Nessuno ha mai posto ancora l’attenzione su quanto sia formidabile l’arma cibernetica posseduta dagli States, o quelle possedute da Russia, Cina, Israele: non ce ne rendiamo conto ma è un aspetto vulnerabilissimo in una situazione così interconnessa com’è quella occidentale. Spero che quest’opera diventi un veicolo per spronare il popolo americano a chiedere di venire informati su questo tipo di operazioni, e a stimolare la discussione sulle armi informatiche che sono una minaccia reale e presente nelle nostre vite. Vi ricordate dei nordocoreani contro la Sony, o guardate quello che fanno i russi in Ucraina, sono esempi di un uso massiccio di queste tecnologie.

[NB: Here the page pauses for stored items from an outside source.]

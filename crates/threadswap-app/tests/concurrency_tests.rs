// Rust guideline compliant 2026-10-19

//! Concurrent callers racing on the same entities.

use std::sync::Arc;
use std::thread;
use tempfile::TempDir;
use threadswap_app::{Engine, ErrorCode, SwapDecision};
use threadswap_core::{
    ledger, Actor, Category, Condition, FileStore, ItemDraft, ItemStatus, MemoryStore, Role,
    Size, Store, TransactionKind,
};

const RACERS: usize = 8;

fn draft() -> ItemDraft {
    ItemDraft {
        title: "Contested coat".to_string(),
        description: "Everybody wants this coat".to_string(),
        category: Category::Outerwear,
        item_type: "coat".to_string(),
        size: Size::L,
        condition: Condition::Excellent,
        color: "camel".to_string(),
        brand: None,
        location: None,
        tags: vec![],
    }
}

fn race_redeem<S: Store + 'static>(engine: Engine<S>) {
    let engine = Arc::new(engine);
    let admin = Actor::admin(engine.register_user(None, "admin", Role::Admin, 0).unwrap().id);
    let owner = Actor::user(engine.register_user(None, "owner", Role::User, 0).unwrap().id);
    let item = engine
        .submit_item(&owner, draft(), vec!["coat.jpg".to_string()])
        .unwrap();
    engine.approve_item(&admin, &item.id).unwrap();

    let buyers: Vec<Actor> = (0..RACERS)
        .map(|i| {
            Actor::user(
                engine
                    .register_user(Some(&admin), &format!("buyer{}", i), Role::User, 100)
                    .unwrap()
                    .id,
            )
        })
        .collect();

    let handles: Vec<_> = buyers
        .into_iter()
        .map(|buyer| {
            let engine = Arc::clone(&engine);
            let item_id = item.id.clone();
            thread::spawn(move || engine.redeem_item(&buyer, &item_id).map_err(|e| e.code()))
        })
        .collect();

    let results: Vec<_> = handles
        .into_iter()
        .map(|handle| handle.join().expect("racer panicked"))
        .collect();

    let winners = results.iter().filter(|r| r.is_ok()).count();
    assert_eq!(winners, 1, "Exactly one redemption wins: {:?}", results);
    for result in results.iter().filter(|r| r.is_err()) {
        assert_eq!(result.as_ref().unwrap_err(), &ErrorCode::InvalidState);
    }

    let snapshot = engine.snapshot().unwrap();
    assert_eq!(snapshot.item(&item.id).unwrap().status, ItemStatus::Swapped);
    let spent = snapshot
        .transactions()
        .iter()
        .filter(|t| t.kind == TransactionKind::Spent)
        .count();
    assert_eq!(spent, 1, "Exactly one spent entry");
    assert!(ledger::audit(&snapshot).is_empty());
}

#[test]
fn test_concurrent_redeem_memory_store() {
    race_redeem(Engine::new(MemoryStore::new()));
}

#[test]
fn test_concurrent_redeem_file_store() {
    let temp_dir = TempDir::new().expect("Failed to create temp dir");
    let store = FileStore::in_dir(temp_dir.path()).expect("Failed to create store");
    race_redeem(Engine::new(store));
}

#[test]
fn test_concurrent_approve_credits_once() {
    let engine = Arc::new(Engine::new(MemoryStore::new()));
    let admin = Actor::admin(engine.register_user(None, "admin", Role::Admin, 0).unwrap().id);
    let owner = Actor::user(engine.register_user(None, "owner", Role::User, 0).unwrap().id);
    let item = engine
        .submit_item(&owner, draft(), vec!["coat.jpg".to_string()])
        .unwrap();

    let handles: Vec<_> = (0..RACERS)
        .map(|i| {
            let engine = Arc::clone(&engine);
            let admin = admin.clone();
            let item_id = item.id.clone();
            thread::spawn(move || {
                if i % 2 == 0 {
                    engine.approve_item(&admin, &item_id).map(|_| ())
                } else {
                    engine.reject_item(&admin, &item_id, "Duplicate").map(|_| ())
                }
            })
        })
        .collect();

    let wins = handles
        .into_iter()
        .map(|handle| handle.join().expect("racer panicked"))
        .filter(Result::is_ok)
        .count();
    assert_eq!(wins, 1);

    let snapshot = engine.snapshot().unwrap();
    let status = snapshot.item(&item.id).unwrap().status;
    let earned = snapshot.transactions().len();
    match status {
        ItemStatus::Available => assert_eq!(earned, 1),
        ItemStatus::Rejected => assert_eq!(earned, 0),
        other => panic!("Unexpected status {:?}", other),
    }
}

#[test]
fn test_concurrent_respond_and_cancel() {
    let engine = Arc::new(Engine::new(MemoryStore::new()));
    let admin = Actor::admin(engine.register_user(None, "admin", Role::Admin, 0).unwrap().id);
    let alice = Actor::user(engine.register_user(None, "alice", Role::User, 0).unwrap().id);
    let bob = Actor::user(engine.register_user(None, "bob", Role::User, 0).unwrap().id);

    let mut ids = Vec::new();
    for owner in [&alice, &bob] {
        let item = engine
            .submit_item(owner, draft(), vec!["coat.jpg".to_string()])
            .unwrap();
        engine.approve_item(&admin, &item.id).unwrap();
        ids.push(item.id);
    }
    let swap = engine
        .create_swap_request(&alice, &ids[0], &ids[1], None)
        .unwrap();

    let responder = {
        let engine = Arc::clone(&engine);
        let swap_id = swap.id.clone();
        thread::spawn(move || engine.respond_to_swap(&bob, &swap_id, SwapDecision::Accepted, None))
    };
    let canceller = {
        let engine = Arc::clone(&engine);
        let swap_id = swap.id.clone();
        thread::spawn(move || engine.cancel_swap(&alice, &swap_id))
    };
    responder.join().expect("responder panicked").ok();
    canceller.join().expect("canceller panicked").ok();

    let snapshot = engine.snapshot().unwrap();
    assert!(
        ledger::audit(&snapshot).is_empty(),
        "Items and swap must agree whatever the interleaving"
    );
}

Gibney spiega infatti che il pericolo degli attacchi informatici utilizzati come arma di guerra è che questo tipo di malware può spargersi all’infinito, e potresti non sapere mai da che parte sia arrivato l’attacco, chi lo ha progettato: la distribuzione di Stuxnet su scala mondiale ha dato semaforo verde non solo a tutti gli Stati per armarsi di possibilità belliche come questa, ma anche a figure non governative potenzialmente interessate a costruire e indirizzare pesanti attacchi cibernetici.
Gibney spiega come l’ipotesi Nitro Zeus fosse solo una delle cautele prese da Obama in caso di accordo saltato con Teheran, o addirittura di attacco iraniano all’America o a stati alleati. Anche le altre due non prevedevano un “ingaggio” tradizionale degli USA in guerra, trattandosi del ricorso alle azioni fulminee delle forze speciali, e dell’impiego dei droni.
L’operato di Obama in questa storia, dice il regista, ci insegna quanto può essere potente la diplomazia quando è portata avanti giocando in maniera oculata su un campo pericoloso, con delle forze lavorano in maniera nascosta dietro al negoziato, e ti coprono le spalle.

Tutto questo rafforza l’urgente bisogno di un welfare informatico: la potenza dell’arma cibernetica continua a sorprenderci alla stregua di quanto ci cambiò la vita la corsa agli armamenti nucleari dopo la Seconda Guerra Mondiale.